Provided records:

--- START ---

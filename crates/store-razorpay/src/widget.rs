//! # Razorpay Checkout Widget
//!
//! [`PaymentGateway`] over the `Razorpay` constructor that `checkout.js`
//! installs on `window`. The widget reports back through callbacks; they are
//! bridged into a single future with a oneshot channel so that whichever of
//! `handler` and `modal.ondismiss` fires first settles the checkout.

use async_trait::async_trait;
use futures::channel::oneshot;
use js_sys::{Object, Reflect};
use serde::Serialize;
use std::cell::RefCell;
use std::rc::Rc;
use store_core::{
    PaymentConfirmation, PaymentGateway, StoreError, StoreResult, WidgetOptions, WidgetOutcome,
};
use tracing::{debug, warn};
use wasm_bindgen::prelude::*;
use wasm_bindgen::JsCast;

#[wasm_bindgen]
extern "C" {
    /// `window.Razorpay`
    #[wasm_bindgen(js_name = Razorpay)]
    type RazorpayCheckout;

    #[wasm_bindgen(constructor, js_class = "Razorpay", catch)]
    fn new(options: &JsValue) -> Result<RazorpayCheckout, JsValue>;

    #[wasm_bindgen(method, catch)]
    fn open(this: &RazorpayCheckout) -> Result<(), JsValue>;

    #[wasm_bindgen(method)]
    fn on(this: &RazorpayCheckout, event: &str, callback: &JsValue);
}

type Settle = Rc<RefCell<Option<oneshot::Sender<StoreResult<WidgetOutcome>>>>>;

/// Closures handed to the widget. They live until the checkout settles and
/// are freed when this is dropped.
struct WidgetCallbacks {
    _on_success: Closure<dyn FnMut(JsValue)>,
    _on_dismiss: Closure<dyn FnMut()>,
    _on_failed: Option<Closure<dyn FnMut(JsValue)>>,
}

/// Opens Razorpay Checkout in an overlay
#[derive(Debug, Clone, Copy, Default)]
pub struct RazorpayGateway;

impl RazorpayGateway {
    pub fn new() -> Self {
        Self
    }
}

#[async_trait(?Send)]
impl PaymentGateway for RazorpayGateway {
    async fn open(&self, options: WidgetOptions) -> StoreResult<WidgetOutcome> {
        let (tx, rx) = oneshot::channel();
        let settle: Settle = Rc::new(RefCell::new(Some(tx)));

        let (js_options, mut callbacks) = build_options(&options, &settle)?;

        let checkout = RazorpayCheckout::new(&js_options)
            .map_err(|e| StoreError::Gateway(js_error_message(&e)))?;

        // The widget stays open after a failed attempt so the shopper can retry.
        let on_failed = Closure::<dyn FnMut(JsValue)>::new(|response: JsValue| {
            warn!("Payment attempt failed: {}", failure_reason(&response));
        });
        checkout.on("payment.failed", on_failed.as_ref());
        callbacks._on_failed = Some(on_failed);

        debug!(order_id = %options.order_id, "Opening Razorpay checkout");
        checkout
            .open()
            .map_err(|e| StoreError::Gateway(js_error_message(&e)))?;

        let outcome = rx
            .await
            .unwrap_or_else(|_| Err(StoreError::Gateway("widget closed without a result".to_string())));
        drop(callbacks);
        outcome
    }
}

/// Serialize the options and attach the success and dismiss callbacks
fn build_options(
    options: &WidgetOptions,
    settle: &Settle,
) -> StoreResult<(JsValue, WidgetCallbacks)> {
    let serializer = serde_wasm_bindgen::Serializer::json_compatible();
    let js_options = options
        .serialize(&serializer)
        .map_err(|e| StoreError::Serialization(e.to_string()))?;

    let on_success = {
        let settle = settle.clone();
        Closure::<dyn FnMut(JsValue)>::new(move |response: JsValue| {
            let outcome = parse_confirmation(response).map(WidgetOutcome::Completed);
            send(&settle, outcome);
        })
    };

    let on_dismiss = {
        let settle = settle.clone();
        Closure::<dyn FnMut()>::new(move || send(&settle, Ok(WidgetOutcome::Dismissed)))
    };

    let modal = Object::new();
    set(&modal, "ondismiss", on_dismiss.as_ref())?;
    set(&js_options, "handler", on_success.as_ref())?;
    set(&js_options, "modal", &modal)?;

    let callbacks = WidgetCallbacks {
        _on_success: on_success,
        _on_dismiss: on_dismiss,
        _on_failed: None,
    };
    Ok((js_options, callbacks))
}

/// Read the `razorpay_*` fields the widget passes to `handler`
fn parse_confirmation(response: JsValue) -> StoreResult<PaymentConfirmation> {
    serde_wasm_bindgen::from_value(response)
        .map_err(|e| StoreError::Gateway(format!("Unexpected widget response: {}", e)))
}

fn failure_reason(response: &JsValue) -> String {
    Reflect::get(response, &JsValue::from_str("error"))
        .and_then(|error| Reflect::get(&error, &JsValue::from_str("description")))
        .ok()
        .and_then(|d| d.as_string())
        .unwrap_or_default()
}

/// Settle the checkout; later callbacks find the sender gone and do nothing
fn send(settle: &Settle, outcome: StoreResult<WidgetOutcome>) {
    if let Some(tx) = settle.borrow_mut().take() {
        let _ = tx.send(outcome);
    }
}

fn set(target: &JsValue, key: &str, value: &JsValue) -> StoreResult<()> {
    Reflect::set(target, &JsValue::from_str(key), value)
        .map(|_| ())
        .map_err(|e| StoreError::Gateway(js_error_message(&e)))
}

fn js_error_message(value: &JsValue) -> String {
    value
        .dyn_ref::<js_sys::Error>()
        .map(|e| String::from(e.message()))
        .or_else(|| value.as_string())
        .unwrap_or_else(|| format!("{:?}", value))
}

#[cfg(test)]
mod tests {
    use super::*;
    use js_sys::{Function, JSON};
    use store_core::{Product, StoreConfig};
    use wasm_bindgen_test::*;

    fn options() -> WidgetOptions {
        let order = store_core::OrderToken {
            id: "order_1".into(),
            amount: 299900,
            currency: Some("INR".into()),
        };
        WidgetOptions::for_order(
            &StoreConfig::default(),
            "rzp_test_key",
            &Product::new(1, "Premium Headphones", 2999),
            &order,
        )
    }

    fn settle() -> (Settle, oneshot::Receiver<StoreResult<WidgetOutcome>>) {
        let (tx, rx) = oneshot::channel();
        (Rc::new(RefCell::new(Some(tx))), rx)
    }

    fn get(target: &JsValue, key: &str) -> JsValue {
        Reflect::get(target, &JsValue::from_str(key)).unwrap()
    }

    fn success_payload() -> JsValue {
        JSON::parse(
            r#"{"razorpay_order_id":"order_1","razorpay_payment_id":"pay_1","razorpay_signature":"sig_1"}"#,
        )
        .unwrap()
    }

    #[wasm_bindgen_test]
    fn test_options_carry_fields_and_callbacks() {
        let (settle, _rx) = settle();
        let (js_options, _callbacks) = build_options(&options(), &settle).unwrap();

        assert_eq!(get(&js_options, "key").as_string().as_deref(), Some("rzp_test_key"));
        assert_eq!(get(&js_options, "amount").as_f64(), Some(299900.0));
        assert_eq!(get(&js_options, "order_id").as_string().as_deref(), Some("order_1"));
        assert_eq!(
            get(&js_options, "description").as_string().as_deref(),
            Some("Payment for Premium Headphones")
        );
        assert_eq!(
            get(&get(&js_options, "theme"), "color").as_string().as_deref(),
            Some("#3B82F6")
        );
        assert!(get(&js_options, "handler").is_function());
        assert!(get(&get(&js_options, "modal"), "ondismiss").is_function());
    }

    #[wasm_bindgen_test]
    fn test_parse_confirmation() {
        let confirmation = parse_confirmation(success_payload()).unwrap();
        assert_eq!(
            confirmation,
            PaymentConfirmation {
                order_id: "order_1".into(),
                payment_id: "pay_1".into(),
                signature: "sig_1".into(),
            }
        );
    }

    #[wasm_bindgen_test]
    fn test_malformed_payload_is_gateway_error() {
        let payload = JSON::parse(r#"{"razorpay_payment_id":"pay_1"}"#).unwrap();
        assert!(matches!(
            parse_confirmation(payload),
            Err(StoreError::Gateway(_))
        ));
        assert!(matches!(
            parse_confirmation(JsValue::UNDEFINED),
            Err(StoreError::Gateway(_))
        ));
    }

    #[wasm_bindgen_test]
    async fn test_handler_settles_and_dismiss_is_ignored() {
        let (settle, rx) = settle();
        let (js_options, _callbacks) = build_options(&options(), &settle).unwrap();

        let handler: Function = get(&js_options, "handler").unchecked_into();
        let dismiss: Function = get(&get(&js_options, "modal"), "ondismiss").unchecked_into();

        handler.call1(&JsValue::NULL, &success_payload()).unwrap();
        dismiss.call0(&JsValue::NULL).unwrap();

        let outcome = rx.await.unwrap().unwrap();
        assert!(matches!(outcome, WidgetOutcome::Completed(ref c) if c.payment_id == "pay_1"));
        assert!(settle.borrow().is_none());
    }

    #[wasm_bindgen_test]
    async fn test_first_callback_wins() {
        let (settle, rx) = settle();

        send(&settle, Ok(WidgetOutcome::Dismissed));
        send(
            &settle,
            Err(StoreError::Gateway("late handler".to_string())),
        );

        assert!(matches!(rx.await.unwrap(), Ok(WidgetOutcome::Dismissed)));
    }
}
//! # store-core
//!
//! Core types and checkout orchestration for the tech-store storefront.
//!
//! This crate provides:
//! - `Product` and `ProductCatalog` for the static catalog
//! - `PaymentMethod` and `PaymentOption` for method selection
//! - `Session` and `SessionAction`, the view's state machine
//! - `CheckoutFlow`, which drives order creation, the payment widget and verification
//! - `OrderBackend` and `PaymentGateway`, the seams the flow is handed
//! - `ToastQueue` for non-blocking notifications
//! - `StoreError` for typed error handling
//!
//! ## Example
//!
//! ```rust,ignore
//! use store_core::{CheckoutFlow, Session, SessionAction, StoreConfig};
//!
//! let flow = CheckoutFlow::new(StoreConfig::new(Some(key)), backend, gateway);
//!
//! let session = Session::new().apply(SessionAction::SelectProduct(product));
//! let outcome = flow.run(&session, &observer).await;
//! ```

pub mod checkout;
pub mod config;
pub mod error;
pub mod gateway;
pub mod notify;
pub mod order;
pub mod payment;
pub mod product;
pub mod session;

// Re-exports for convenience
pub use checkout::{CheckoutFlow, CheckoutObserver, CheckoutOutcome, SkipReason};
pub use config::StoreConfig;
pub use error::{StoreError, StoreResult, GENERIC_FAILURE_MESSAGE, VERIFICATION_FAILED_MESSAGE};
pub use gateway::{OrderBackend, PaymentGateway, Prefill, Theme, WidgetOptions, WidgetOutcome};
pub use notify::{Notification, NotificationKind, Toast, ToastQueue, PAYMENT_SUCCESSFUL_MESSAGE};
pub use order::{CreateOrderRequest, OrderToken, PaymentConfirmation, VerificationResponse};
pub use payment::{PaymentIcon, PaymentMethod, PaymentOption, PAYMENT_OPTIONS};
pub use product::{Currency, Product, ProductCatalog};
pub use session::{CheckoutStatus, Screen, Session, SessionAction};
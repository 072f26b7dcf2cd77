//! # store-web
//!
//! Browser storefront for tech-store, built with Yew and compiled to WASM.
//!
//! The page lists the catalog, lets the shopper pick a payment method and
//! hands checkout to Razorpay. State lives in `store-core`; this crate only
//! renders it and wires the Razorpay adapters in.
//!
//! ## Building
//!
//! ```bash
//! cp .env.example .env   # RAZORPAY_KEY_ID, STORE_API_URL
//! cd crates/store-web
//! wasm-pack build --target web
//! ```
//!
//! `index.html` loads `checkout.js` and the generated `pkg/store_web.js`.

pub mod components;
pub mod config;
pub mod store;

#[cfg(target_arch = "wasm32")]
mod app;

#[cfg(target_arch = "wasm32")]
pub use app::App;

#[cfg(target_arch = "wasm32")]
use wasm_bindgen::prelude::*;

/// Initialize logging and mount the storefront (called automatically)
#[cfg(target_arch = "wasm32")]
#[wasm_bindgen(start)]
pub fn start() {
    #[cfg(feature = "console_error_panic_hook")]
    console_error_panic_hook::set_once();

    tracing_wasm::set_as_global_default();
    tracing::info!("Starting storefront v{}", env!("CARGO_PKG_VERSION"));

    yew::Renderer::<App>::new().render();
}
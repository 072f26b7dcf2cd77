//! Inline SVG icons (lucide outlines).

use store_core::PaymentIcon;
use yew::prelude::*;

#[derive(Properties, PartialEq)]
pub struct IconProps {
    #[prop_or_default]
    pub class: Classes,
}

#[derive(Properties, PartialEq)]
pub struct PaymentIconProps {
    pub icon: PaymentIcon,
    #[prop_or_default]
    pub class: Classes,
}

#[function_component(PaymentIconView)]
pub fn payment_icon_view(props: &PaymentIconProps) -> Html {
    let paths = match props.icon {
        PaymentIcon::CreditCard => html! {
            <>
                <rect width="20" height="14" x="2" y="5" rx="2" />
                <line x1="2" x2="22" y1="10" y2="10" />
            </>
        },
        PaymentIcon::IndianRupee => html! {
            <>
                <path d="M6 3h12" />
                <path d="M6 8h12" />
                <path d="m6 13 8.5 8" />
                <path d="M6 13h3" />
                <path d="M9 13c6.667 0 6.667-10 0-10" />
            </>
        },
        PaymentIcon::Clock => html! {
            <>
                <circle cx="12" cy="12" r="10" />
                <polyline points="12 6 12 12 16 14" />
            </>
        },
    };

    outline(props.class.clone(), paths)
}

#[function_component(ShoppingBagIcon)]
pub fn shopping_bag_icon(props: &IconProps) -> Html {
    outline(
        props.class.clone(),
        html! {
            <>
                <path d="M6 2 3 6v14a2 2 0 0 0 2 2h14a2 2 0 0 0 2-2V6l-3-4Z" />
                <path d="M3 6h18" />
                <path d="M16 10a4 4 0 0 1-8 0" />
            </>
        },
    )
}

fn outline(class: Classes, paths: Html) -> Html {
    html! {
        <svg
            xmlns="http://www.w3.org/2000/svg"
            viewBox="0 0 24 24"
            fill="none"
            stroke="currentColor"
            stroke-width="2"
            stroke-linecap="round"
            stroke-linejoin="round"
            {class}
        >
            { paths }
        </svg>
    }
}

--- END ---

What you have to do: A single number is required: how many lines in the material above include the string "RazorpayGateway".

Reply: 3